Wednesday, February 17, 2021

Sketches of a Bipolar Girl: Dear Dad

 


Dear Dad, 

It's been 41 days.  Not a day goes by that I don't think of you.  I long to talk to you and hear you call me baby girl. It doesn't seem real.  One day you were here and the next you were gone.  It's not fair.  I wasn't ready to lose you.  I had no time to prepare.

The last few days haven't been too great.  I've been sleeping too much, and staring at the walls.  I haven't been able to delete your phone number.  It's kind of like, as long as I have it, you might call.  I know that's just unrealistic and childish, but I don't care.  

Julie is sending your ashes to us in a couple of weeks.  I picked out an urn for you.  It has an eagle flying over a mountain.  I think you will like it.  I know you're divorced, but we are going to sit you on a shelf next to mom.  It's only temporary.  Mom wants to be scattered on Grandmom and Grandpop's graves.  Jerald will take her up there, when things clear up. 

The weather up north is dreadful.  They've had snow storm after storm. Some places have over 20 inches of snow.  The weather here has been horrible too. It's just been cold and rainy.  I guess that's added to my downward mood.  It's sunny today, so I am feeling better. 

Oh dad, I miss you terribly.  I've only cried twice.  Is that weird?  Sometimes, I want to just weep, but I can't.  My doctor says that my meds are keeping me on an even keel.  She's probably right.  Please visit me if you can.  I still have that old thermal jacket of your's.  I wear it whenever I need to feel your arms around me.  I love you daddy.  

Sunday, February 14, 2021

Sketches of a Bipolar Girl: Valentine's Day

 


It's Valentine's Day.  The day that all single people dread.  I had almost hoped this year would be different, as I have a lover.  However,  it's not.  He avoids holidays with me as if I were some kind of side chick.  I guess I am.  I'm not in love with him, but is it too much to want some kind acknowledgment?  Perhaps, I'm just a fool.

I do want a hug, a kiss, and comforting words.  But, not from Brad, my parents.  I want to hear my mom and dad laugh.  I want to give them hugs.  I want the warmth of being in their embrace.  It's been almost a year since my mom died, and a little over a month for my dad.

The grief washes over me sometimes, like a powerful wave.  It knocks me off my feet and leaves me gasping for air.  I stayed in bed all day on Thursday.  I just didn't care.  I want my parents.  I didn't get to say goodbye to either of them the way I wanted to.  I didn't get to say the things I wanted to say.

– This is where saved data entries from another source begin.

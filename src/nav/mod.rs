// SPDX-FileCopyrightText: 2026 Bruno Meilick
// SPDX-License-Identifier: LicenseRef-Nestdraw-FreeUse-NoCopy-NoDerivatives
//
// All rights reserved.
//
// This file is part of Nestdraw and is proprietary software.
// Unauthorized copying, modification, or distribution is prohibited.

//! Hierarchical navigation.
//!
//! One surface shows one level at a time. [`Navigator`] keeps the current level and the stack of
//! ancestor snapshots, swaps sub-diagrams in on descent and writes them back into their owning
//! node on ascent. [`linkage`] holds the tree helpers used by search and deletion.

pub mod linkage;
mod navigator;

pub use navigator::{Crumb, NavigationState, Navigator, PARENT_FALLBACK_LABEL};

Life is such a chore.  Sometimes, it takes you to the highest highs, and then everything comes crashing down around your ears and you can't make sense of anything.  I think if it wasn't for my meds, I'd have been hospitalized.  I feel sad today.  I would like to be with someone, but then I want to be alone.  

I'm watching old movies today.  I just finished Wuthering Heights, and now I'm watching It Happened One Night.  Maybe I'll take a nap.  I feel like eating some fried chicken.  Off to  KFC, I guess.  

Happy Valentine's Day to me.  I'm tired.